Imagine you're a farmer who uses a drip irrigation system on your crops. On watering day, you open the valve from the canal, then go to your orchard, maybe a few acres away, and wait. Once enough water arrives, you walk back and shut the valve. But that takes a long time and wastes water, a precious commodity in the northern San Joaquin Valley.
The Turlock Irrigation District, which supplies water to more than 4,000 farmers, wanted to help them increase their efficiency, and save time and money. So, like other companies from California and around the world, they turned to engineering students at UC Merced.
Each semester, teams of engineering and computer science students tackle thorny issues like these, coming up with solutions to real-world problems posed by clients. It might be developing a new app, or engineering a process to inspect train tracks virtually, or designing a foundation for a new building.
At the end of the semester, the teams present their projects to judges in a competition called Innovate to Grow, or I2G.
The team assigned to the Turlock district built a sensor to detect water. But it does more than that.
"It will send a text to the user," said Joseph Sanchez, a fourth-year mechanical engineering student on the team. "You can stand next to the valve and then know when to turn it off."
And it works. The team tested their sensor in an alfalfa field and "it worked perfectly," Sanchez said.
For their efforts, the team won the Ag Tech award in the Engineering Capstone at Innovate to Grow.
The other award winners were:
Lakireddy Software Award: Full Rack. Working for startup Owligator, team members Gustavo Castaneda-Lagunas, Ishita Prakash, Serena Chan, Srikar Gudipati and Victor Vargas developed a web application that uses machine vision to monitor wine racks through a live camera feed, making wine management faster, simpler and scalable.
Lakireddy Engineering Award: Seal Team Five. Team members Alan Kuang, Constantino Montenegro, Gordon Mui, Jose Vasquez-Reyes and Ryan Lee, working for Ingomar Packing Company, wanted to solve a problem with aluminum seals stamped onto tomato products. The lids frequently stick together. The team designed, developed and built a semi-automated system that separates, verifies and places individual foil seals into designated slots for packaging. If multiple lids are detected, an air knife system diverts them into a waste pile.

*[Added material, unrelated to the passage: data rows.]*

//! End-to-end queries against property databases written to a temporary directory.

use std::fs;
use std::path::{Path, PathBuf};
use tp_props::{
    DatabaseEnthalpy, GasComposition, GasSpecies, MixtureEnthalpy, NOT_COMPUTABLE,
    PropertyDatabase, PropertyKind, PropertyQuery, PropsError, SweepAxis, SweepDefinition,
    SweepType, UpperBoundPolicy, execute_property_sweep, get_species_records, load_species_index,
};

const WATER: &str = "\
COMPOUND: H2O
PROPERTY: PSAT
DATA: MODEL
MODEL: ANTOINE
UNIT: MMHG
DEPENDENCE: TEMPERATURE
VALIDITY: 1 100
EXTRAPOLATION: NO
CONSTANTS: A B C
VALUES: 8.07131 1730.63 233.426

PROPERTY: DENSITY
DATA: TABLE
DEPENDENCE: TEMPERATURE
UNIT: KG/M3
ISOBAR: 101325
VAR: 273.15 293.15 313.15
PROP: 999.8 998.2 992.2
VALIDITY: 273.15 313.15
EXTRAPOLATION: YES

PROPERTY: VISCOSITY
DATA: TABLE
DEPENDENCE: PRESSURE
UNIT: PA*S
ISOTHERM: 300
VAR: 100000 300000
PROP: 0.001 0.003
VALIDITY: 100000 300000
EXTRAPOLATION: NO

PROPERTY: H
DATA: MODEL
MODEL: SHOMATE
UNIT: KJ/MOL
MW: 18.015
DEPENDENCE: TEMPERATURE
VALIDITY: 500 1700
EXTRAPOLATION: YES
CONSTANTS: A B C D E F G H
VALUES: 30.092 6.832514 6.793435 -2.53448 0.082139 -250.881 223.3967 -241.8264
";

const NITROGEN: &str = "\
COMPOUND: N2
PROPERTY: H
DATA: MODEL
MODEL: SHOMATE
UNIT: KJ/MOL
DEPENDENCE: TEMPERATURE
EXTRAPOLATION: YES
CONSTANTS: A B C D E F G H
VALUES: 26.092 8.218801 -1.976141 0.159274 0.044434 -7.98923 221.02 0
";

struct Fixture {
    dir: PathBuf,
}

impl Fixture {
    fn new(name: &str) -> Self {
        let dir = std::env::temp_dir().join(format!("tp-props-{}-{name}", std::process::id()));
        let _ = fs::remove_dir_all(&dir);
        fs::create_dir_all(&dir).unwrap();
        fs::write(dir.join("h2o.txt"), WATER).unwrap();
        fs::write(dir.join("n2.txt"), NITROGEN).unwrap();
        fs::write(
            dir.join("species_index.txt"),
            "SPECIES_ID: H2O\nCOMPOSITION: WATER\nTHERMO_DATA: h2o.txt\n",
        )
        .unwrap();
        fs::write(dir.join("legacy_index.txt"), "COMPOUND: N2\nCOMPOSITION: NITROGEN\nFILE: n2.txt\n")
            .unwrap();
        Self { dir }
    }

    fn path(&self, name: &str) -> PathBuf {
        self.dir.join(name)
    }

    fn database(&self) -> PropertyDatabase {
        PropertyDatabase::new(self.path("species_index.txt"))
            .with_secondary_index(self.path("legacy_index.txt"))
    }
}

impl Drop for Fixture {
    fn drop(&mut self) {
        let _ = fs::remove_dir_all(&self.dir);
    }
}

fn close(a: f64, b: f64, rel: f64) -> bool {
    (a - b).abs() <= rel * b.abs()
}

#[test]
fn antoine_water_boils_at_one_atmosphere() {
    let fx = Fixture::new("antoine");
    let db = fx.database();
    let mmhg = db.get_property("water", "PSAT", 100.0, 0.0, "DEFAULT").unwrap();
    assert!(close(mmhg, 760.0, 0.01), "psat = {mmhg}");

    let pa = db.thermodynamic_property("H2O", "PSAT", 100.0, 0.0, "PA");
    assert!(close(pa, 101_325.0, 0.01), "psat = {pa}");

    let kpa = db.evaluate(&PropertyQuery::new("H2O", PropertyKind::Psat, 100.0, 0.0).in_unit("kPa")).unwrap();
    assert!(close(kpa, 101.325, 0.01));
}

#[test]
fn out_of_validity_without_extrapolation_is_not_found() {
    let fx = Fixture::new("validity");
    let db = fx.database();
    let err = db.get_property("H2O", "PSAT", 150.0, 0.0, "DEFAULT").unwrap_err();
    match err {
        PropsError::RecordNotFound { species, property, .. } => {
            assert_eq!(species, "H2O");
            assert_eq!(property, "PSAT");
        }
        other => panic!("expected RecordNotFound, got {other:?}"),
    }
    assert_eq!(db.thermodynamic_property("H2O", "PSAT", 150.0, 0.0, "DEFAULT"), NOT_COMPUTABLE);
}

#[test]
fn unknown_species_is_not_found() {
    let fx = Fixture::new("species");
    let db = fx.database();
    assert!(matches!(
        db.get_property("XENON", "PSAT", 100.0, 0.0, "DEFAULT"),
        Err(PropsError::SpeciesNotFound { .. })
    ));
}

#[test]
fn missing_species_file_is_reported() {
    let fx = Fixture::new("missing-file");
    fs::write(fx.path("species_index.txt"), "SPECIES_ID: AR\nTHERMO_DATA: ar.txt\n").unwrap();
    let db = PropertyDatabase::new(fx.path("species_index.txt"));
    assert!(matches!(
        db.get_property("AR", "CP", 300.0, 1e5, "DEFAULT"),
        Err(PropsError::SpeciesFileNotFound { .. })
    ));
}

#[test]
fn table_interpolates_and_holds_last_value() {
    let fx = Fixture::new("table");
    let db = fx.database();
    let rho = db.get_property("H2O", "DENSITY", 283.15, 1e5, "DEFAULT").unwrap();
    assert!(close(rho, 999.0, 1e-9));

    let held = db.get_property("H2O", "DENSITY", 333.15, 1e5, "DEFAULT").unwrap();
    assert_eq!(held, 992.2);

    let extrapolating = fx.database().with_upper_bound_policy(UpperBoundPolicy::Extrapolate);
    let extended = extrapolating.get_property("H2O", "DENSITY", 333.15, 1e5, "DEFAULT").unwrap();
    assert!(close(extended, 986.2, 1e-9));
}

#[test]
fn pressure_table_follows_pressure() {
    let fx = Fixture::new("pressure-table");
    let db = fx.database();
    let mu = db.get_property("H2O", "VISCOSITY", 1000.0, 2e5, "DEFAULT").unwrap();
    assert!(close(mu, 0.002, 1e-9));
    assert!(db.get_property("H2O", "VISCOSITY", 300.0, 5e5, "DEFAULT").is_err());
}

#[test]
fn shomate_enthalpy_through_facade_with_mass_basis() {
    let fx = Fixture::new("shomate");
    let db = fx.database();
    let h = db.get_property("H2O", "H", 1000.0, 1e5, "DEFAULT").unwrap();
    assert!(close(h, 26.0, 0.01), "h = {h}");

    let per_kg = db.get_property("H2O", "H", 1000.0, 1e5, "KJ/KG").unwrap();
    assert!(close(per_kg, h * 1000.0 / 18.015, 1e-9));

    // unsupported pair: native value comes back
    let native = db.get_property("H2O", "H", 1000.0, 1e5, "BAR").unwrap();
    assert_eq!(native, h);
}

#[test]
fn secondary_index_is_searched() {
    let fx = Fixture::new("secondary");
    let db = fx.database();
    let h = db.get_property("nitrogen", "H", 298.15, 1e5, "DEFAULT").unwrap();
    assert!(h.abs() < 0.1);

    let primary_only = PropertyDatabase::new(fx.path("species_index.txt"));
    assert!(matches!(
        primary_only.get_property("N2", "H", 298.15, 1e5, "DEFAULT"),
        Err(PropsError::SpeciesNotFound { .. })
    ));
}

#[test]
fn species_records_and_index_map() {
    let fx = Fixture::new("records");
    let records = get_species_records(&fx.path("species_index.txt"), "H2O").unwrap();
    assert_eq!(records.len(), 4);
    assert!(records[0].to_string().contains("PSAT"));

    let map = load_species_index(&fx.path("species_index.txt")).unwrap();
    assert_eq!(map["WATER"], fx.path("h2o.txt"));
    assert_eq!(map["H2O"], fx.path("h2o.txt"));
}

#[test]
fn missing_index_gives_sentinel() {
    let db = PropertyDatabase::new(Path::new("/nonexistent/index.txt"));
    assert_eq!(db.thermodynamic_property("H2O", "PSAT", 100.0, 0.0, "DEFAULT"), -1.0);
}

#[test]
fn database_enthalpy_source_matches_builtin_tables() {
    let fx = Fixture::new("mixture");
    let db = fx.database();
    let comp = GasComposition::new_mole_fractions(vec![(GasSpecies::H2O, 0.2), (GasSpecies::N2, 0.8)]).unwrap();
    let from_db = MixtureEnthalpy::new(DatabaseEnthalpy::new(&db, 101_325.0))
        .enthalpy(800.0, &comp)
        .unwrap();
    let builtin = MixtureEnthalpy::new(tp_props::ShomateTables).enthalpy(800.0, &comp).unwrap();
    assert!(close(from_db, builtin, 1e-6), "{from_db} vs {builtin}");
}

#[test]
fn sweep_over_temperature() {
    let fx = Fixture::new("sweep");
    let db = fx.database();
    let sweep = SweepDefinition::from_text("20", "120", SweepAxis::Temperature, 6, SweepType::Linear).unwrap();
    let result = execute_property_sweep(&db, "H2O", PropertyKind::Psat, "MMHG", &sweep, 0.0).unwrap();
    // 120 lies outside the record's validity
    assert_eq!(result.num_successful, 5);
    assert_eq!(result.num_failed, 1);
    assert_eq!(result.failures[0].0, 5);
    let points = result.successful_points();
    assert!(points.windows(2).all(|w| w[1].1 > w[0].1));
    assert!(close(points[4].1, 760.0, 0.01));
}
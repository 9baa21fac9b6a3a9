//! Gas mixture composition.

use crate::error::{PropsError, PropsResult};
use crate::gas::GasSpecies;
use tp_core::numeric::{Tolerances, nearly_equal};

/// Gas composition defined by normalized mole fractions.
///
/// Inputs may be mole fractions, molar flows or normal volume flows; they are
/// normalized to sum to 1.0 on construction.
#[derive(Debug, Clone, PartialEq)]
pub struct GasComposition {
    items: Vec<(GasSpecies, f64)>,
}

impl GasComposition {
    pub fn pure(species: GasSpecies) -> Self {
        Self {
            items: vec![(species, 1.0)],
        }
    }

    /// Create a composition from mole fractions (or any amounts proportional to them).
    ///
    /// Repeated species are summed. Zero entries are dropped.
    pub fn new_mole_fractions(fractions: Vec<(GasSpecies, f64)>) -> PropsResult<Self> {
        if fractions.is_empty() {
            return Err(PropsError::InvalidComposition {
                what: "empty composition",
            });
        }

        let mut merged: Vec<(GasSpecies, f64)> = Vec::with_capacity(fractions.len());
        let mut sum = 0.0;
        for (species, frac) in fractions {
            if !frac.is_finite() {
                return Err(PropsError::InvalidComposition {
                    what: "non-finite mole fraction",
                });
            }
            if frac < 0.0 {
                return Err(PropsError::InvalidComposition {
                    what: "negative mole fraction",
                });
            }
            sum += frac;
            match merged.iter_mut().find(|(s, _)| *s == species) {
                Some((_, existing)) => *existing += frac,
                None => merged.push((species, frac)),
            }
        }

        if sum <= 0.0 || !sum.is_finite() {
            return Err(PropsError::InvalidComposition {
                what: "mole fractions sum to zero or non-finite",
            });
        }

        let items: Vec<(GasSpecies, f64)> = merged
            .into_iter()
            .map(|(s, f)| (s, f / sum))
            .filter(|(_, f)| *f > 1e-15)
            .collect();

        Ok(Self { items })
    }

    /// Flue-gas style constructor in the conventional CO2/H2O/O2/N2/CO/H2 order.
    pub fn flue_gas(
        x_co2: f64,
        x_h2o: f64,
        x_o2: f64,
        x_n2: f64,
        x_co: f64,
        x_h2: f64,
    ) -> PropsResult<Self> {
        Self::new_mole_fractions(vec![
            (GasSpecies::CO2, x_co2),
            (GasSpecies::H2O, x_h2o),
            (GasSpecies::O2, x_o2),
            (GasSpecies::N2, x_n2),
            (GasSpecies::CO, x_co),
            (GasSpecies::H2, x_h2),
        ])
    }

    /// Mole fraction of `species` (0.0 if absent).
    pub fn mole_fraction(&self, species: GasSpecies) -> f64 {
        self.items
            .iter()
            .find(|(s, _)| *s == species)
            .map(|(_, f)| *f)
            .unwrap_or(0.0)
    }

    /// `Some(species)` when a single species makes up the whole mixture.
    pub fn is_pure(&self) -> Option<GasSpecies> {
        match self.items.as_slice() {
            [(species, frac)] if nearly_equal(*frac, 1.0, Tolerances { abs: 1e-10, rel: 1e-10 }) => {
                Some(*species)
            }
            _ => None,
        }
    }

    pub fn iter(&self) -> impl Iterator<Item = (GasSpecies, f64)> + '_ {
        self.items.iter().copied()
    }

    pub fn len(&self) -> usize {
        self.items.len()
    }

    pub fn is_empty(&self) -> bool {
        self.items.is_empty()
    }

    /// Mixture molar mass [g/mol].
    pub fn molar_mass(&self) -> f64 {
        self.items
            .iter()
            .map(|(species, x)| species.molar_mass() * x)
            .sum()
    }
}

Software Engineering Capstone
Alan Turing Award: The Bart Simpsons Team. Members Anvita Kisara, Anika Potu, Harsha Krishnaswamy, Josh Estrada and Kanishka Verose designed and built a cloud-based track inspection tool to detect broken or missing coverboards across the Bay Area Rapid Transit system network.
Ada Lovelace Award: Silantro Salesmen. Working with SupHerb Farms, team members Aaron Romero, Danny Nguyen, Gerardo Leal Perez and Munir Khan created an autonomous navigation application to maneuver a Farm-ng Amiga robot around a field, capturing images in real time to generate a mass estimate for a field of cilantro.
John von Neumann Award: Survival. Team members Elvis Miranda Garcia, Jason Jesudas, Jennifer Lugo and Quang Pham, working for the Rapid Prototyping Services in the School of Engineering, developed a web application that allows users to submit requests, receive quotes, track request status and communicate with staff through a single interface.
Joan Clarke Award: Count Tomato. For client The Morning Star Company, team members Ali Adham, Guy Ben Zeev, Justin Ly, Jesus Ruvalcaba and Yu Liu developed an intelligent web-based plant system to count tomato seedlings during early growth stages.
Engineering Capstone
Food Tech: Chill-o-Watt. Team members Eduardo Santiago, Gabriel Diaz-De Niz, Melissa Araiza Mendoza, Raul Ramirez and Rachel Yu, working for United States Cold Storage, developed an advanced Customer Profile Calculator to provide a fact-based, transparent method for estimating commodity-specific energy consumption and its associated costs.
Precision: Pain Away Solutions. Working for orthopedic surgeon Gabriel Garcia-Diaz, team members Alexia Salazar, Eric Brooks, Hope McFarland, Joseph Frankel and Mari Ramos Barroso designed a radiolucent guide that allows steady and rapid needle placement to reduce radiation exposure, shorten procedure time, and improve accuracy.
Civil and Environmental Engineering Capstone
Sustainable Building Foundation Design. Working for UC Merced, team members Andrea Jauregui, Isabel Mejia-Manzano, Lehuanani Pugal and Alisha Radick designed a mat foundation, a type of shallow foundation often used for buildings constructed on weak or compressible soils to distribute loads and reduce settlement risks, for a proposed multi-story building.
Students said taking part in the competition provides valuable experience both in academic learning and hands-on work.
Montenegro, a fourth-year student from Visalia, said his Seal Team Five members worked in numerous areas on the project, from coding to electronic components to design and machine shops.
"It really rounded out our engineering portfolio," he said. "And it was so fun."